Topics covered: COVID-19, Department of Health and Social Care, UK Government

Campaigners backed by charities such as Kidney Care UK and the MS Society and more than 120 medical experts have a collective message to the UK Government on 18 October 2022. They have stated that time is now running out, ahead of another winter during which the most vulnerable will yet again have to shield from COVID-19. There are currently around 500,000 people in the UK with suppressed immune systems. That means their bodies struggle to produce antibodies, so the existing vaccines offer them little or no protection, leaving them very vulnerable to COVID-19. They are urging the Department of Health and Social Care (“DHSC”) to buy a drug called Evusheld to provide some protection against the virus. However, DHSC is reluctant to do so as they believe it is not yet clear from data on how long that protection will last when up against the Omicron variant.

Why is the drug Evusheld so important?

One individual Blanche Hampton has lupus, a condition where her immune system has turned against her, she is one of 500,000 people in the UK currently with suppressed immune systems. The drugs she takes to control the lupus also suppress her immune system, this means her body has no active defences against COVID-19. As a result, Blanche Hampton has been shielding for two and a half years, but she believes Evusheld would offer a chance for at least some kind of existence outside of her small flat.

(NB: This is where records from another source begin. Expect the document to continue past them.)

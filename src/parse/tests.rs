// Parse module tests.

use super::*;
use crate::config::DocType;
use strum::IntoEnumIterator;

const SNOMED_LINE: &str =
    "101013\t20020131\t1\t900000000000207008\t126813005\ten\t900000000000013009\tNeoplasm of anterior aspect of epiglottis\t900000000000020002";

fn snomed_parser() -> RecordParser {
    RecordParser::new(
        &SNOMED_CT_DESCRIPTION,
        '\t',
        "snomed-ct",
        "snomed-ct-description",
    )
}

#[test]
fn test_parse_snomed_description() {
    let doc = parse_line(SNOMED_LINE, &snomed_parser()).expect("line should parse");
    assert_eq!(doc.id, "snomed-ct-description-101013-20020131");
    assert_eq!(doc.code, "126813005");
    assert_eq!(doc.display, "Neoplasm of anterior aspect of epiglottis");
    assert_eq!(doc.context, "snomed-ct");
    assert_eq!(doc.metadata.len(), 9);
    assert_eq!(doc.metadata.get("languageCode"), Some("en"));
    assert_eq!(
        doc.metadata.get("caseSignificanceId"),
        Some("900000000000020002")
    );
}

#[test]
fn test_metadata_preserves_column_order() {
    let doc = parse_line(SNOMED_LINE, &snomed_parser()).expect("line should parse");
    let names: Vec<&str> = doc.metadata.iter().map(|(name, _)| name).collect();
    assert_eq!(names, SNOMED_CT_DESCRIPTION.columns);
}

#[test]
fn test_short_line_is_skipped() {
    let parser = snomed_parser();
    assert_eq!(
        parser.parse("101013\t20020131\t1"),
        Parsed::Skip { fields: 3 }
    );
    assert!(parse_line("", &parser).is_none());
    assert_eq!(parser.parse(""), Parsed::Skip { fields: 1 });
}

#[test]
fn test_extra_fields_are_ignored() {
    let line = format!("{SNOMED_LINE}\textra\tcolumns");
    let doc = parse_line(&line, &snomed_parser()).expect("line should parse");
    assert_eq!(doc.metadata.len(), 9);
    assert_eq!(doc.metadata.get("caseSignificanceId"), Some("900000000000020002"));
}

#[test]
fn test_empty_fields_are_kept_verbatim() {
    let line = "1\t2\t\t\t\t\t\t\t";
    let doc = parse_line(line, &snomed_parser()).expect("nine empty-ish fields still parse");
    assert_eq!(doc.id, "snomed-ct-description-1-2");
    assert_eq!(doc.code, "");
    assert_eq!(doc.display, "");
}

#[test]
fn test_parse_with_custom_delimiter() {
    let parser = RecordParser::new(&SNOMED_CT_DESCRIPTION, '|', "snomed-ct", "sct");
    let line = SNOMED_LINE.replace('\t', "|");
    let doc = parse_line(&line, &parser).expect("pipe-delimited line should parse");
    assert_eq!(doc.id, "sct-101013-20020131");
    // A tab-delimited line is a single field for a pipe parser
    assert_eq!(parser.parse(SNOMED_LINE), Parsed::Skip { fields: 1 });
}

#[test]
fn test_parse_icd_10_gm_code() {
    let fields = [
        "4", "T", "X", "02", "C00", "C00.0", "C00.0", "C000", "Lippenaußenseite",
        "Bösartige Neubildung der Lippe", "Lippenaußenseite", "", "C00.0", "C00.0", "1-002",
        "2-010", "3-010", "4-002", "6-016", "9", "9", "9999", "9999", "9", "N", "J", "N", "N",
    ];
    let line = fields.join(";");
    let parser = RecordParser::new(&ICD_10_GM_CODE, ';', "icd-10-gm", "icd-10-gm-code");
    let doc = parse_line(&line, &parser).expect("ICD line should parse");
    assert_eq!(doc.id, "icd-10-gm-code-C000");
    assert_eq!(doc.code, "C00.0");
    assert_eq!(doc.display, "Lippenaußenseite");
    assert_eq!(doc.context, "icd-10-gm");
    assert_eq!(doc.metadata.len(), 28);
    assert_eq!(doc.metadata.get("mortalityList4"), Some("4-002"));
    assert_eq!(doc.metadata.get("ifsgLabor"), Some("N"));
}

#[test]
fn test_layout_lookup() {
    let snomed = RecordLayout::for_doc_type(DocType::SnomedCtDescription);
    assert_eq!(snomed.min_fields(), 9);
    assert_eq!(snomed.index_of("term"), Some(7));
    assert_eq!(snomed.index_of("conceptId"), Some(4));

    let icd = RecordLayout::for_doc_type(DocType::Icd10GmCode);
    assert_eq!(icd.min_fields(), 28);
    assert_eq!(icd.index_of("codeNoDot"), Some(7));
    assert_eq!(icd.index_of("title"), Some(8));
}

#[test]
fn test_layout_columns_are_unique() {
    for doc_type in DocType::iter() {
        let layout = RecordLayout::for_doc_type(doc_type);
        assert_eq!(layout.doc_type, doc_type);
        let mut names: Vec<&str> = layout.columns.to_vec();
        names.sort_unstable();
        names.dedup();
        assert_eq!(names.len(), layout.columns.len(), "{}", layout.doc_type);
        for name in layout.id_columns {
            assert!(layout.index_of(name).is_some());
        }
        assert!(layout.index_of(layout.code_column).is_some());
        assert!(layout.index_of(layout.display_column).is_some());
    }
}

“Evusheld would give me a layer of protection, that is better than nothing. Because that’s what I have currently – nothing. I’m expensive and expendable. So, you know, the sooner people like me disappear, the easier it will be for everybody. So this thing is draining me of any desire to really continue with my life, because it isn’t a life.”

The drug called Evusheld, is manufactured by AstraZeneca, and it was approved by the UK Medicines and Healthcare products Regulatory Agency on 17 March 2022 and is already available in more than 30 other countries except the UK.

Why is the Government reluctant to buy this?

However in August 2022 the DHSC said it wouldn’t be buying any doses until it had more data. In particular, there are some concerns over how long protection may last against the Omicron variant of COVID-19. Government Ministers say they are urgently looking into setting up clinical trials, but it’s unlikely that any results will be available until late spring 2023 at the earliest. Professor Alex Richter, who is a consultant immunologist at University of Birmingham, said:

“The decision to not run with Evusheld this winter is very much a kind of glass half empty approach. But the glass half-full approach is, it has some activity and it has some benefit. And so for very many patients, actually isn’t it better to do something for them rather than nothing?”

However, a DHSC spokesperson said that they were urgently exploring the option of commissioning a clinical trial. The spokesman further added:

“We are keeping the evidence under close review and NICE have begun their appraisal of Evusheld. If they consider the treatment to be clinically and cost effective, it will be made available on the NHS in the usual way.”